Another consultation that Griffith said would be coming forward in the near future will look at the potential for future crypto legislation and how the U.K. should regulate the sector.

Although he said any specific crypto regulation is unlikely to be seen this year, Griffith did point to the Financial Markets Infrastructure (FMI) sandbox as another component of the FSMB, which will help to move the regulatory discussion forward in the near term.

He said the FMI sandbox will be used “to license and regulate for some of the applications and get them out into the market.” He added that the FSMB “will be done by, I hope, Easter. At that point, the [Financial Conduct Authority] will be open for business on the FMI sandbox.”

Wholesale CBDCs and Stablecoins

As the U.K. looks to forge its own path independent of the EU, financial services reform has been one of the most talked-up opportunities of the government’s post-Brexit policy agenda. And in 2023, the FSMB, alongside several other pieces of legislation, will set in motion significant regulatory divergences between the two jurisdictions.

On CBDCs, policymakers in the U.K. and the EU do at least agree on one thing: A wholesale CBDC will likely be the first use case of any central bank-issued digital currency.

Taking the lead in the EU, the Banque de France has moved ahead with its own wholesale CBDC pilot.

However, on stablecoins, the U.K. is taking a markedly different approach from its neighbors. While EU officials have generally treated even fiat-backed stablecoins with suspicion, the FSMB paves the way for their widespread usage in wholesale transactions.

And although Griffith said that “probably the first use case of a sovereign digital currency would [be] wholesale settlement,” he expressed certainty that “a wholesale fiat-backed stablecoin will get there first.”

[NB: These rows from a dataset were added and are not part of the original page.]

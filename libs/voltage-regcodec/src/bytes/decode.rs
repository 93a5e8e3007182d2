//! Numeric decoding of register blocks
//!
//! Every decode follows the same pipeline: pack the registers into their
//! big-endian byte stream, reorder each group for the host, then read each
//! group with the host's native layout.
//!
//! The free functions use the process host order; `RegisterCodec` carries an
//! explicit host order and default conventions (usually from `CodecConfig`).

use tracing::debug;

use super::{host_endian, pack_registers, reorder_bytes, HostEndian, OrderingConvention};
use crate::config::CodecConfig;
use crate::error::{CodecError, Result};

// ============================================================================
// Native Reads
// ============================================================================

/// Fixed-width value that can be read from one reordered group
pub trait NativeValue: Sized + Copy {
    /// Bytes per value (4 or 8)
    const WIDTH: usize;

    /// Interpret `bytes` (exactly `WIDTH` long) in `host` layout
    fn read(bytes: &[u8], host: HostEndian) -> Self;
}

macro_rules! impl_native_value {
    ($($ty:ty => $width:expr),* $(,)?) => {
        $(
            impl NativeValue for $ty {
                const WIDTH: usize = $width;

                #[inline]
                fn read(bytes: &[u8], host: HostEndian) -> Self {
                    let mut buf = [0u8; $width];
                    buf.copy_from_slice(bytes);
                    match host {
                        HostEndian::Little => <$ty>::from_le_bytes(buf),
                        HostEndian::Big => <$ty>::from_be_bytes(buf),
                    }
                }
            }
        )*
    };
}

impl_native_value!(f32 => 4, f64 => 8, i32 => 4, u32 => 4);

// ============================================================================
// Register Codec
// ============================================================================

/// Register decoder bound to a host byte order and default conventions
#[derive(Debug, Clone, Copy, PartialEq, Eq)]
pub struct RegisterCodec {
    host: HostEndian,
    default_32: OrderingConvention,
    default_64: OrderingConvention,
}

impl Default for RegisterCodec {
    fn default() -> Self {
        Self::new(host_endian())
    }
}

impl RegisterCodec {
    /// Codec for `host` with ABCD / ABCDEFGH defaults
    pub const fn new(host: HostEndian) -> Self {
        Self {
            host,
            default_32: OrderingConvention::DEFAULT_32,
            default_64: OrderingConvention::DEFAULT_64,
        }
    }

    /// Build a codec from loaded configuration
    ///
    /// Fails if a configured default belongs to the wrong family.
    pub fn from_config(config: &CodecConfig) -> Result<Self> {
        config.validate()?;
        Ok(Self {
            host: config.host_endian.unwrap_or_else(host_endian),
            default_32: config.default_32,
            default_64: config.default_64,
        })
    }

    pub fn host(&self) -> HostEndian {
        self.host
    }

    pub fn default_32(&self) -> OrderingConvention {
        self.default_32
    }

    pub fn default_64(&self) -> OrderingConvention {
        self.default_64
    }

    /// Decode every group of `regs` as `T`
    ///
    /// # Errors
    /// `CodecError::InvalidArgument` if `order` has a different group width
    /// than `T`, or the register count does not fill whole groups.
    pub fn decode_multi<T: NativeValue>(
        &self,
        regs: &[u16],
        order: OrderingConvention,
    ) -> Result<Vec<T>> {
        if order.group_size() != T::WIDTH {
            return Err(CodecError::invalid_argument(format!(
                "{} uses {}-byte groups, value needs {}",
                order,
                order.group_size(),
                T::WIDTH
            )));
        }

        let bytes = reorder_bytes(&pack_registers(regs), order, self.host)?;
        debug!(
            "Decoding {} registers as {} values ({})",
            regs.len(),
            bytes.len() / T::WIDTH,
            order
        );

        Ok(bytes
            .chunks_exact(T::WIDTH)
            .map(|group| T::read(group, self.host))
            .collect())
    }

    /// Decode only the first group of `regs`; later registers are ignored
    /// once they pass validation.
    pub fn decode_first<T: NativeValue>(
        &self,
        regs: &[u16],
        order: OrderingConvention,
    ) -> Result<T> {
        self.decode_multi(regs, order)?
            .first()
            .copied()
            .ok_or_else(|| CodecError::invalid_argument("no complete value in register block"))
    }

    /// `None` selects the codec's 64-bit default (ABCDEFGH unless configured)
    pub fn decode_multi_f64(
        &self,
        regs: &[u16],
        order: Option<OrderingConvention>,
    ) -> Result<Vec<f64>> {
        self.decode_multi(regs, order.unwrap_or(self.default_64))
    }

    pub fn decode_f64(&self, regs: &[u16], order: Option<OrderingConvention>) -> Result<f64> {
        self.decode_first(regs, order.unwrap_or(self.default_64))
    }

    /// `None` selects the codec's 32-bit default (ABCD unless configured)
    pub fn decode_multi_f32(
        &self,
        regs: &[u16],
        order: Option<OrderingConvention>,
    ) -> Result<Vec<f32>> {
        self.decode_multi(regs, order.unwrap_or(self.default_32))
    }

    pub fn decode_f32(&self, regs: &[u16], order: Option<OrderingConvention>) -> Result<f32> {
        self.decode_first(regs, order.unwrap_or(self.default_32))
    }

    pub fn decode_multi_i32(
        &self,
        regs: &[u16],
        order: Option<OrderingConvention>,
    ) -> Result<Vec<i32>> {
        self.decode_multi(regs, order.unwrap_or(self.default_32))
    }

    pub fn decode_i32(&self, regs: &[u16], order: Option<OrderingConvention>) -> Result<i32> {
        self.decode_first(regs, order.unwrap_or(self.default_32))
    }

    pub fn decode_multi_u32(
        &self,
        regs: &[u16],
        order: Option<OrderingConvention>,
    ) -> Result<Vec<u32>> {
        self.decode_multi(regs, order.unwrap_or(self.default_32))
    }

    pub fn decode_u32(&self, regs: &[u16], order: Option<OrderingConvention>) -> Result<u32> {
        self.decode_first(regs, order.unwrap_or(self.default_32))
    }
}

// ============================================================================
// Process-Host Convenience Functions
// ============================================================================

/// Decode 4-register groups as f64 (ABCDEFGH is the usual choice)
pub fn decode_multi_f64(regs: &[u16], order: OrderingConvention) -> Result<Vec<f64>> {
    RegisterCodec::default().decode_multi(regs, order)
}

pub fn decode_f64(regs: &[u16], order: OrderingConvention) -> Result<f64> {
    RegisterCodec::default().decode_first(regs, order)
}

/// Decode 2-register groups as f32 (ABCD is the usual choice)
pub fn decode_multi_f32(regs: &[u16], order: OrderingConvention) -> Result<Vec<f32>> {
    RegisterCodec::default().decode_multi(regs, order)
}

pub fn decode_f32(regs: &[u16], order: OrderingConvention) -> Result<f32> {
    RegisterCodec::default().decode_first(regs, order)
}

pub fn decode_multi_i32(regs: &[u16], order: OrderingConvention) -> Result<Vec<i32>> {
    RegisterCodec::default().decode_multi(regs, order)
}

pub fn decode_i32(regs: &[u16], order: OrderingConvention) -> Result<i32> {
    RegisterCodec::default().decode_first(regs, order)
}

pub fn decode_multi_u32(regs: &[u16], order: OrderingConvention) -> Result<Vec<u32>> {
    RegisterCodec::default().decode_multi(regs, order)
}

pub fn decode_u32(regs: &[u16], order: OrderingConvention) -> Result<u32> {
    RegisterCodec::default().decode_first(regs, order)
}

/// Single register as unsigned 16-bit value
#[inline]
pub fn decode_u16(reg: u16) -> u16 {
    reg
}

/// Single register as signed 16-bit value (two's complement)
#[inline]
pub fn decode_i16(reg: u16) -> i16 {
    reg as i16
}

/// Text block: each packed byte becomes one char, no reordering
///
/// Bytes above 0x7F map to the char with the same code point, so the result
/// always has `2 * regs.len()` chars.
pub fn decode_ascii(regs: &[u16]) -> String {
    pack_registers(regs).into_iter().map(char::from).collect()
}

Ultimately, however, the U.K. government’s approach is not to favor stablecoins over CBDCs. “It is definitely not either/or,” Griffith stressed in his comments last week.

Instead, he noted that “the issue with regulating fiat-backed stablecoins as a means of payment is that they are here and now. They exist today. There will be displacement and dislocation if we do not come forward with regulation.”